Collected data
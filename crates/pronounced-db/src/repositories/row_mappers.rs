//! Row mapping helpers for `SQLite` queries.

use chrono::{DateTime, SecondsFormat, Utc};
use pronounced_core::{RepositoryError, User, Word};
use sqlx::Row;
use sqlx::sqlite::SqliteRow;
use uuid::Uuid;

/// Shared SELECT column list for word queries.
pub const WORD_SELECT_COLUMNS: &str =
    "id, owner_id, text, sentence, is_favorite, created_at, updated_at";

/// Shared SELECT column list for user queries.
pub const USER_SELECT_COLUMNS: &str = "id, email, display_name, created_at";

/// Format a timestamp for storage.
///
/// Fixed-width RFC 3339 in UTC, so text ordering matches time ordering.
pub fn format_timestamp(ts: DateTime<Utc>) -> String {
    ts.to_rfc3339_opts(SecondsFormat::Micros, true)
}

/// Parse a stored timestamp.
pub fn parse_timestamp(value: &str) -> Result<DateTime<Utc>, RepositoryError> {
    DateTime::parse_from_rfc3339(value)
        .map(|dt| dt.with_timezone(&Utc))
        .map_err(|e| RepositoryError::Serialization(format!("bad timestamp '{value}': {e}")))
}

/// Parse a stored UUID.
pub fn parse_uuid(value: &str) -> Result<Uuid, RepositoryError> {
    Uuid::parse_str(value)
        .map_err(|e| RepositoryError::Serialization(format!("bad id '{value}': {e}")))
}

/// Map a driver error to a storage failure.
pub fn storage_error(e: sqlx::Error) -> RepositoryError {
    RepositoryError::Storage(e.to_string())
}

fn get<'r, T>(row: &'r SqliteRow, column: &str) -> Result<T, RepositoryError>
where
    T: sqlx::Decode<'r, sqlx::Sqlite> + sqlx::Type<sqlx::Sqlite>,
{
    row.try_get(column).map_err(storage_error)
}

/// Parse a database row into a Word.
pub fn row_to_word(row: &SqliteRow) -> Result<Word, RepositoryError> {
    let id: String = get(row, "id")?;
    let owner_id: String = get(row, "owner_id")?;
    let created_at: String = get(row, "created_at")?;
    let updated_at: String = get(row, "updated_at")?;

    Ok(Word {
        id: parse_uuid(&id)?,
        text: get(row, "text")?,
        sentence: get(row, "sentence")?,
        is_favorite: get::<i64>(row, "is_favorite")? != 0,
        owner_id: parse_uuid(&owner_id)?,
        created_at: parse_timestamp(&created_at)?,
        updated_at: parse_timestamp(&updated_at)?,
    })
}

/// Parse a database row into a User.
pub fn row_to_user(row: &SqliteRow) -> Result<User, RepositoryError> {
    let id: String = get(row, "id")?;
    let created_at: String = get(row, "created_at")?;

    Ok(User {
        id: parse_uuid(&id)?,
        email: get(row, "email")?,
        display_name: get(row, "display_name")?,
        created_at: parse_timestamp(&created_at)?,
    })
}
#![doc = include_str!(concat!(env!("OUT_DIR"), "/README_GENERATED.md"))]
#![deny(unsafe_code)]
#![deny(unused_crate_dependencies)]


// Used by the binary target only.
use tracing_subscriber as _;

pub mod bootstrap;
pub mod commands;
pub mod config_commands;
pub mod error;
pub mod handlers;
pub mod parser;
pub mod presentation;
pub mod utils;

// Re-export primary types for convenient access
pub use bootstrap::{CliConfig, CliContext, bootstrap, load_env_files};
pub use commands::{Commands, SpeechArgs};
pub use config_commands::ConfigCommand;
pub use error::CliError;
pub use parser::Cli;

◆ Exercise requirements
Could you output the records in full, exactly as written?

◆ Your response
filename crates/pronounced-db/src/repositories/row_mappers.rs
//! Row mapping helpers for `SQLite` queries.

use chrono::{DateTime, SecondsFormat, Utc};
use pronounced_core::{RepositoryError, User, Word};
use sqlx::Row;
use sqlx::sqlite::SqliteRow;
use uuid::Uuid;

/// Shared SELECT column list for word queries.
pub const WORD_SELECT_COLUMNS: &str =
    "id, owner_id, text, sentence, is_favorite, created_at, updated_at";

/// Shared SELECT column list for user queries.
pub const USER_SELECT_COLUMNS: &str = "id, email, display_name, created_at";

/// Format a timestamp for storage.
///
/// Fixed-width RFC 3339 in UTC, so text ordering matches time ordering.
pub fn format_timestamp(ts: DateTime<Utc>) -> String {
    ts.to_rfc3339_opts(SecondsFormat::Micros, true)
}

/// Parse a stored timestamp.
pub fn parse_timestamp(value: &str) -> Result<DateTime<Utc>, RepositoryError> {
    DateTime::parse_from_rfc3339(value)
        .map(|dt| dt.with_timezone(&Utc))
        .map_err(|e| RepositoryError::Serialization(format!("bad timestamp '{value}': {e}")))
}

/// Parse a stored UUID.
pub fn parse_uuid(value: &str) -> Result<Uuid, RepositoryError> {
    Uuid::parse_str(value)
        .map_err(|e| RepositoryError::Serialization(format!("bad id '{value}': {e}")))
}

/// Map a driver error to a storage failure.
pub fn storage_error(e: sqlx::Error) -> RepositoryError {
    RepositoryError::Storage(e.to_string())
}

fn get<'r, T>(row: &'r SqliteRow, column: &str) -> Result<T, RepositoryError>
where
    T: sqlx::Decode<'r, sqlx::Sqlite> + sqlx::Type<sqlx::Sqlite>,
{
    row.try_get(column).map_err(storage_error)
}

/// Parse a database row into a Word.
pub fn row_to_word(row: &SqliteRow) -> Result<Word, RepositoryError> {
    let id: String = get(row, "id")?;
    let owner_id: String = get(row, "owner_id")?;
    let created_at: String = get(row, "created_at")?;
    let updated_at: String = get(row, "updated_at")?;

    Ok(Word {
        id: parse_uuid(&id)?,
        text: get(row, "text")?,
        sentence: get(row, "sentence")?,
        is_favorite: get::<i64>(row, "is_favorite")? != 0,
        owner_id: parse_uuid(&owner_id)?,
        created_at: parse_timestamp(&created_at)?,
        updated_at: parse_timestamp(&updated_at)?,
    })
}

/// Parse a database row into a User.
pub fn row_to_user(row: &SqliteRow) -> Result<User, RepositoryError> {
    let id: String = get(row, "id")?;
    let created_at: String = get(row, "created_at")?;

    Ok(User {
        id: parse_uuid(&id)?,
        email: get(row, "email")?,
        display_name: get(row, "display_name")?,
        created_at: parse_timestamp(&created_at)?,
    })
}
#![doc = include_str!(concat!(env!("OUT_DIR"), "/README_GENERATED.md"))]
#![deny(unsafe_code)]
#![deny(unused_crate_dependencies)]


// Used by the binary target only.
use tracing_subscriber as _;

pub mod bootstrap;
pub mod commands;
pub mod config_commands;
pub mod error;
pub mod handlers;
pub mod parser;
pub mod presentation;
pub mod utils;

// Re-export primary types for convenient access
pub use bootstrap::{CliConfig, CliContext, bootstrap, load_env_files};
pub use commands::{Commands, SpeechArgs};
pub use config_commands::ConfigCommand;
pub use error::CliError;
pub use parser::Cli;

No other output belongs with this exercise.